Restrict the output to the lines below starting at the one that contains "number 0 means" and ending at the one that contains "stable disk representation", and restate them word for word, both ends included.

----- Material provided

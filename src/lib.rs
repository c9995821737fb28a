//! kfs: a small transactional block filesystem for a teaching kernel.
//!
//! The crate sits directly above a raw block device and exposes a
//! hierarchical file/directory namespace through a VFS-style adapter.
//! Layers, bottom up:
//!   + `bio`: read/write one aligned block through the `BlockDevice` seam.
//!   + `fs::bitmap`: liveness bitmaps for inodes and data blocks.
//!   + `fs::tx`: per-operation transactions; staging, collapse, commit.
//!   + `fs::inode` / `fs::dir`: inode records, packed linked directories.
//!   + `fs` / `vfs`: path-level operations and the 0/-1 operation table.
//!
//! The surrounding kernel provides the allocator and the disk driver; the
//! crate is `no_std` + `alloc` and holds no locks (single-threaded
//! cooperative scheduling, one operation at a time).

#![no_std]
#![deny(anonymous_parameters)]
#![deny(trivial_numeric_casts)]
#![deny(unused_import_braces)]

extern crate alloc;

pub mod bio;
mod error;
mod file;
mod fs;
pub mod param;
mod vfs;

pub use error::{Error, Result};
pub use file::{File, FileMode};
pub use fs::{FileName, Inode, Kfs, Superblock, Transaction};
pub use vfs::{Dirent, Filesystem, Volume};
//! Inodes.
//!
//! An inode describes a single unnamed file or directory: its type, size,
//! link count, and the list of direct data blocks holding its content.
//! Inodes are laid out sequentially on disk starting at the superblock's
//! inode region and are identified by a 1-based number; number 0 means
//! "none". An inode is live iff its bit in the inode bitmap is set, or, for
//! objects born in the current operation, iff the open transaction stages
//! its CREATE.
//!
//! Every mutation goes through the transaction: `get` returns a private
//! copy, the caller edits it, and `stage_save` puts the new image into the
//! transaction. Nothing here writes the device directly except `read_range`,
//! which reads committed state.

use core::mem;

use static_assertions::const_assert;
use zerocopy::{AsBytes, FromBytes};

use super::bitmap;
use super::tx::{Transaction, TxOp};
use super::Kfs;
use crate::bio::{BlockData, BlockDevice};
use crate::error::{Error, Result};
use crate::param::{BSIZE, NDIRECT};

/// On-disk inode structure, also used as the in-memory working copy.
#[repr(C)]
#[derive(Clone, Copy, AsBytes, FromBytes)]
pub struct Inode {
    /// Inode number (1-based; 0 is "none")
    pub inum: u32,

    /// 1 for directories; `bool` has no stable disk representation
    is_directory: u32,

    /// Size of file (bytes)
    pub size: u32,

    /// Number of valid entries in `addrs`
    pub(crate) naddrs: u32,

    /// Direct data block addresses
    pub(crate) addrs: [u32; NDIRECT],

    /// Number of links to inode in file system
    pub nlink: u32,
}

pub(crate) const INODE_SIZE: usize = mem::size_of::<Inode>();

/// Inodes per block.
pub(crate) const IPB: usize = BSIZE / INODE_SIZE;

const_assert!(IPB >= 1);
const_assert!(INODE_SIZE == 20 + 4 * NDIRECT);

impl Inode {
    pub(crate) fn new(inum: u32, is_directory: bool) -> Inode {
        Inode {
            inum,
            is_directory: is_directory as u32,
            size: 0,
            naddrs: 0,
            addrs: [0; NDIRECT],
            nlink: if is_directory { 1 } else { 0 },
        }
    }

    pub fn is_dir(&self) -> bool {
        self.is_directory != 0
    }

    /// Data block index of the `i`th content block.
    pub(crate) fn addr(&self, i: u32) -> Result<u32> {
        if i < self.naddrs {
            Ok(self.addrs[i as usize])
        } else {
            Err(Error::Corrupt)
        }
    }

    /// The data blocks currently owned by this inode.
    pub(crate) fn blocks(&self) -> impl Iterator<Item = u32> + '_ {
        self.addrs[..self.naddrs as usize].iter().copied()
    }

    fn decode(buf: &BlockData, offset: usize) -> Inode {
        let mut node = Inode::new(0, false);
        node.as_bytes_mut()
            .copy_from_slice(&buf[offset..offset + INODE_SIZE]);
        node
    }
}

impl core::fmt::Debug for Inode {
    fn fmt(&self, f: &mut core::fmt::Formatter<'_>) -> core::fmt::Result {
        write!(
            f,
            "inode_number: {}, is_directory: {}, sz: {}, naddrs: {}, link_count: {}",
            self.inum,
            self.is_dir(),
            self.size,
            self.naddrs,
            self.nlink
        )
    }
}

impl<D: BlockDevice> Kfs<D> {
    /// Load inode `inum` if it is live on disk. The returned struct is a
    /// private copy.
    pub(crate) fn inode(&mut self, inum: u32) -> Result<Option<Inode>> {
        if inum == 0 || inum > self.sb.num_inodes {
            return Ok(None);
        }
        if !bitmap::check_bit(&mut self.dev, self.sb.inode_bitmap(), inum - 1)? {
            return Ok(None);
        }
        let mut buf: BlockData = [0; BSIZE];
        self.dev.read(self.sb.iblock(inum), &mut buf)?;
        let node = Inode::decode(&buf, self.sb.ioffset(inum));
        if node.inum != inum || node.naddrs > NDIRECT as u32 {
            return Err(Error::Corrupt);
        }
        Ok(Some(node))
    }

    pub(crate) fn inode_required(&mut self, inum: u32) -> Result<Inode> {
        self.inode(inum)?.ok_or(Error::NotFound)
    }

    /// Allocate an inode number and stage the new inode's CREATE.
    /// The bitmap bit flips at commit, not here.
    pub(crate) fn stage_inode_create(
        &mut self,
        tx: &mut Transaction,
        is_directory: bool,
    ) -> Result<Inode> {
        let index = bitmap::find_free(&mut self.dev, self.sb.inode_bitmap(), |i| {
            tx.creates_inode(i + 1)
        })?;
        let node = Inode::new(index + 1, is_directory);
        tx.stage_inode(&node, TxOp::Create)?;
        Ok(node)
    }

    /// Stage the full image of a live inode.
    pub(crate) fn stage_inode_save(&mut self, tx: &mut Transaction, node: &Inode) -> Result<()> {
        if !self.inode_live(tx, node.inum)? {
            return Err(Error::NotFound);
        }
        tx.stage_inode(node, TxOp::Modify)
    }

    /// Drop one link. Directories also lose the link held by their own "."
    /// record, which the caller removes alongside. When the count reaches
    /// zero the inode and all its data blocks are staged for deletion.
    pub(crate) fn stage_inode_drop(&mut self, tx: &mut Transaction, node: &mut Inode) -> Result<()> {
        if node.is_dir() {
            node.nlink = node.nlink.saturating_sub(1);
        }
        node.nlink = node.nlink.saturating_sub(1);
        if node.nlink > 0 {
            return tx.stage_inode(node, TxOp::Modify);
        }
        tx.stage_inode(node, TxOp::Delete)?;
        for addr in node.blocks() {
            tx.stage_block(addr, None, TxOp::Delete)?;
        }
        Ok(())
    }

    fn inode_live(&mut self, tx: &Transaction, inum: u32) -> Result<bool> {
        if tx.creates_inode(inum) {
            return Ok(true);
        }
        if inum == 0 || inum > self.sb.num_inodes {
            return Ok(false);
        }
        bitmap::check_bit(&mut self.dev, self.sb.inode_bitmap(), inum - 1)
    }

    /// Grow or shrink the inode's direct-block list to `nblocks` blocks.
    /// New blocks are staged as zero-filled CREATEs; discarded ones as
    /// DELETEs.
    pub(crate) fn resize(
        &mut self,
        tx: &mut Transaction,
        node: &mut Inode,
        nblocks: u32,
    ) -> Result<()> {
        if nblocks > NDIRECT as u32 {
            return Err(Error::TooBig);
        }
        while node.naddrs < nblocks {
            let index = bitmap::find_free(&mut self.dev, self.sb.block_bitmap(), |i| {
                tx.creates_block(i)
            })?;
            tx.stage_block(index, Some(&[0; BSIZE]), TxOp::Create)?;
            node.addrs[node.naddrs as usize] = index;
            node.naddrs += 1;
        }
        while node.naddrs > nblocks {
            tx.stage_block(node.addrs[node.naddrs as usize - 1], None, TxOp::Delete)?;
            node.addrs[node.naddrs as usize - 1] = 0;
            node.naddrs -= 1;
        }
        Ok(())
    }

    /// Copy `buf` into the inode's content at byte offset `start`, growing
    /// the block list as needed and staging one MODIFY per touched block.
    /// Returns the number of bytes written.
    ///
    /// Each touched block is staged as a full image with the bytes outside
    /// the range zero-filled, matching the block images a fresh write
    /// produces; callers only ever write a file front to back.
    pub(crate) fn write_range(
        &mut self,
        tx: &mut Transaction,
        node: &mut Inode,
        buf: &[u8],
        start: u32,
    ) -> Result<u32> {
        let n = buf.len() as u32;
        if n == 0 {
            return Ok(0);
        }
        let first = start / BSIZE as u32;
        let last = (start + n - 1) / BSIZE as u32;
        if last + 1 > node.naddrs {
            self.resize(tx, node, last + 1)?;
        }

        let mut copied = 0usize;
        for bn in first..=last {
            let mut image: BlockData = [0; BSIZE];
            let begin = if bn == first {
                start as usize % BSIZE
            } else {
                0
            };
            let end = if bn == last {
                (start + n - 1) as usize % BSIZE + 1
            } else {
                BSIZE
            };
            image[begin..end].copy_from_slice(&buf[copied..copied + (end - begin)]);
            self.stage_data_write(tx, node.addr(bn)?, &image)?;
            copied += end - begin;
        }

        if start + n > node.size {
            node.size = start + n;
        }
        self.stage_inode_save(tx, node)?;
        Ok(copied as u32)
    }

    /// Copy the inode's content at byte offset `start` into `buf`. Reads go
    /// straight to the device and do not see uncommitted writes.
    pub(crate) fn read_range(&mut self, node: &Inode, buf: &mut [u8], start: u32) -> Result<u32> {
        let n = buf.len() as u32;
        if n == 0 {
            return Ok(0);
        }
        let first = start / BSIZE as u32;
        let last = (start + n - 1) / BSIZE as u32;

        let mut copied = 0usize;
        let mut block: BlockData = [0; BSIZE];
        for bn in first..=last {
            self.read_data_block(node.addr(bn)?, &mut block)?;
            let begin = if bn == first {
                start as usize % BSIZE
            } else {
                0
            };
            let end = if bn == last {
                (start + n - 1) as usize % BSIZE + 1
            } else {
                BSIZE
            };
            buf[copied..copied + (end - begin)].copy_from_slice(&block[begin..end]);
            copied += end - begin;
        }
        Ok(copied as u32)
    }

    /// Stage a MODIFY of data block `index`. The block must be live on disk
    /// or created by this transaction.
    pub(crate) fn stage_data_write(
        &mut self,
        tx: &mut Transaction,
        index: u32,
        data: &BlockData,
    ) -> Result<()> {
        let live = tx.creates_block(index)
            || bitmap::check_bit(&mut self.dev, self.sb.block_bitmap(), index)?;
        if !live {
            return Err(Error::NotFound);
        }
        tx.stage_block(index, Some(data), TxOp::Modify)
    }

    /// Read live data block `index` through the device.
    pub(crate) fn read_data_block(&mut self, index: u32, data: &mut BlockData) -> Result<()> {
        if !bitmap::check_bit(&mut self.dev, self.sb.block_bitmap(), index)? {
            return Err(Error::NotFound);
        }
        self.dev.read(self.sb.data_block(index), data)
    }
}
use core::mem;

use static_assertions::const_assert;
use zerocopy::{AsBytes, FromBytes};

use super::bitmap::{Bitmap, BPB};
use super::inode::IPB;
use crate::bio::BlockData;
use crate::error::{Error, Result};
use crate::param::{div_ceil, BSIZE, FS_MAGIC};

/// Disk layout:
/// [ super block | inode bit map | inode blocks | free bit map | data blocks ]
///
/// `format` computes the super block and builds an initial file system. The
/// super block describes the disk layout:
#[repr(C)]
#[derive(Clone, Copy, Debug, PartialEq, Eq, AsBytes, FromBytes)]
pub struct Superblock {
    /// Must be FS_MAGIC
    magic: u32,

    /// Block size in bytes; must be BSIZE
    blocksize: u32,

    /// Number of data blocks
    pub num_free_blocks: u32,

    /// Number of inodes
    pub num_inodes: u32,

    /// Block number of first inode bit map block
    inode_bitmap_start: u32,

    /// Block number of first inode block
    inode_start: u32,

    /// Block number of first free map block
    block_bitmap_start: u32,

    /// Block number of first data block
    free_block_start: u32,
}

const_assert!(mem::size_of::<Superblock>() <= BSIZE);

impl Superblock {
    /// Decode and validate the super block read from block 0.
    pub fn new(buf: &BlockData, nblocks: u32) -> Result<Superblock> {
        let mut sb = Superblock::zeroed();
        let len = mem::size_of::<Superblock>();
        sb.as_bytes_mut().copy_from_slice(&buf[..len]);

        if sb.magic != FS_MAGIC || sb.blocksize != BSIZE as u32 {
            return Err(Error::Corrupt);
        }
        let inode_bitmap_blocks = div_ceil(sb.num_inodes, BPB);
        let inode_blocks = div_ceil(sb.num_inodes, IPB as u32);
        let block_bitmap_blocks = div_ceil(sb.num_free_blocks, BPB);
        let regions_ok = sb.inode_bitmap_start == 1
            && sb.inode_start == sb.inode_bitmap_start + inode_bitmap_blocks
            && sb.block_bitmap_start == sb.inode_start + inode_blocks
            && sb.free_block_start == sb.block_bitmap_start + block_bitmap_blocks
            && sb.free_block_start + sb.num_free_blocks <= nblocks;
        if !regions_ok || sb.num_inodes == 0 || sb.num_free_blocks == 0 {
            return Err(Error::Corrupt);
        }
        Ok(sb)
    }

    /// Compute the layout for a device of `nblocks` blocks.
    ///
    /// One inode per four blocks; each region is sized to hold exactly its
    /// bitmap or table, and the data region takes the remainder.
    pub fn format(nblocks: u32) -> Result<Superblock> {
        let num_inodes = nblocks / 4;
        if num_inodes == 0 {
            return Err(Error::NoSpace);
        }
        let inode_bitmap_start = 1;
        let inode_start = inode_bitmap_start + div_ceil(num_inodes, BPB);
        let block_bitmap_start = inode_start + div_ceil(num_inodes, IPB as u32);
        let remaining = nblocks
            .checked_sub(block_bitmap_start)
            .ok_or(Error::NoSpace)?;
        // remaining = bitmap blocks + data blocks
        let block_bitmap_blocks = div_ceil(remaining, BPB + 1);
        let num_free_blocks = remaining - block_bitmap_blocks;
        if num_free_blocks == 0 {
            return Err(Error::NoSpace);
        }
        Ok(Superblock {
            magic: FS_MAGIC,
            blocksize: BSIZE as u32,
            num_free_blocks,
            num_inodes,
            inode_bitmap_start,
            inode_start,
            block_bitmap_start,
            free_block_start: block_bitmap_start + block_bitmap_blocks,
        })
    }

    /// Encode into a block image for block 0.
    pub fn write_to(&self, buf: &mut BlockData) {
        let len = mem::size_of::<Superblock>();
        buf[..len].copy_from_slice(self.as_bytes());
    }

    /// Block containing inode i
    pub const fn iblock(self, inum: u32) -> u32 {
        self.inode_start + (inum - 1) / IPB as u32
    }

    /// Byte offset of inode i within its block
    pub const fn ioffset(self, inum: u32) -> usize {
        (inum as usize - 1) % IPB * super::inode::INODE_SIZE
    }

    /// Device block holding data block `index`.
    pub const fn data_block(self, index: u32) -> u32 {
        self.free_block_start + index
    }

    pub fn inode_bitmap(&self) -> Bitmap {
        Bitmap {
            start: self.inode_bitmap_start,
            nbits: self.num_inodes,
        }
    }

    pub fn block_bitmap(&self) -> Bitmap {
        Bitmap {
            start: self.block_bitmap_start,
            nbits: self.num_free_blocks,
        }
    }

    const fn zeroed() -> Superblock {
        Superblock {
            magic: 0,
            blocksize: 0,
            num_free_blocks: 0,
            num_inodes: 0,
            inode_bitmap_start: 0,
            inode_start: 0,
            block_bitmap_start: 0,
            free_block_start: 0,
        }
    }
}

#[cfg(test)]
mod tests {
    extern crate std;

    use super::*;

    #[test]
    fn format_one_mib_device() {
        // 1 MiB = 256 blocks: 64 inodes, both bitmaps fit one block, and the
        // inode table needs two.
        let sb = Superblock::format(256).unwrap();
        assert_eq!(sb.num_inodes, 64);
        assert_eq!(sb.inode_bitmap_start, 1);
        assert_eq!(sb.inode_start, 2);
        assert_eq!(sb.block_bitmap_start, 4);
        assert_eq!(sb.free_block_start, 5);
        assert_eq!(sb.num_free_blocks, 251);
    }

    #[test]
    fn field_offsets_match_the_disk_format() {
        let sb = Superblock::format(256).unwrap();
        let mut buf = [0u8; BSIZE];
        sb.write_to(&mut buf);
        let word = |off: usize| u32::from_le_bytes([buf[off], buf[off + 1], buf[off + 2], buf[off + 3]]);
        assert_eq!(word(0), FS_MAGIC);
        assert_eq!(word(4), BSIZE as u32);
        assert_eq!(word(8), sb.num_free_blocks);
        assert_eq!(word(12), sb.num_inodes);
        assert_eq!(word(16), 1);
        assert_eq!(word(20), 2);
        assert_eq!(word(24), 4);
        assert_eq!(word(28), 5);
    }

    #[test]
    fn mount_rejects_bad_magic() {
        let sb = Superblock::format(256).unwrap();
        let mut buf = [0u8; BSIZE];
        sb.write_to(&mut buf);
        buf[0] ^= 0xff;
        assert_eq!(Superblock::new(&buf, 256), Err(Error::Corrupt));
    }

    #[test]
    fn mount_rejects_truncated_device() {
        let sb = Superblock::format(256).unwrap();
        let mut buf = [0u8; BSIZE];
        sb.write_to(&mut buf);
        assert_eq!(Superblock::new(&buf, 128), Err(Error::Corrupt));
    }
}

----------

§ **Your solution**:
//! inode region and are identified by a 1-based number; number 0 means
//! "none". An inode is live iff its bit in the inode bitmap is set, or, for
//! objects born in the current operation, iff the open transaction stages
//! its CREATE.
//!
//! Every mutation goes through the transaction: `get` returns a private
//! copy, the caller edits it, and `stage_save` puts the new image into the
//! transaction. Nothing here writes the device directly except `read_range`,
//! which reads committed state.

use core::mem;

use static_assertions::const_assert;
use zerocopy::{AsBytes, FromBytes};

use super::bitmap;
use super::tx::{Transaction, TxOp};
use super::Kfs;
use crate::bio::{BlockData, BlockDevice};
use crate::error::{Error, Result};
use crate::param::{BSIZE, NDIRECT};

/// On-disk inode structure, also used as the in-memory working copy.
#[repr(C)]
#[derive(Clone, Copy, AsBytes, FromBytes)]
pub struct Inode {
    /// Inode number (1-based; 0 is "none")
    pub inum: u32,

    /// 1 for directories; `bool` has no stable disk representation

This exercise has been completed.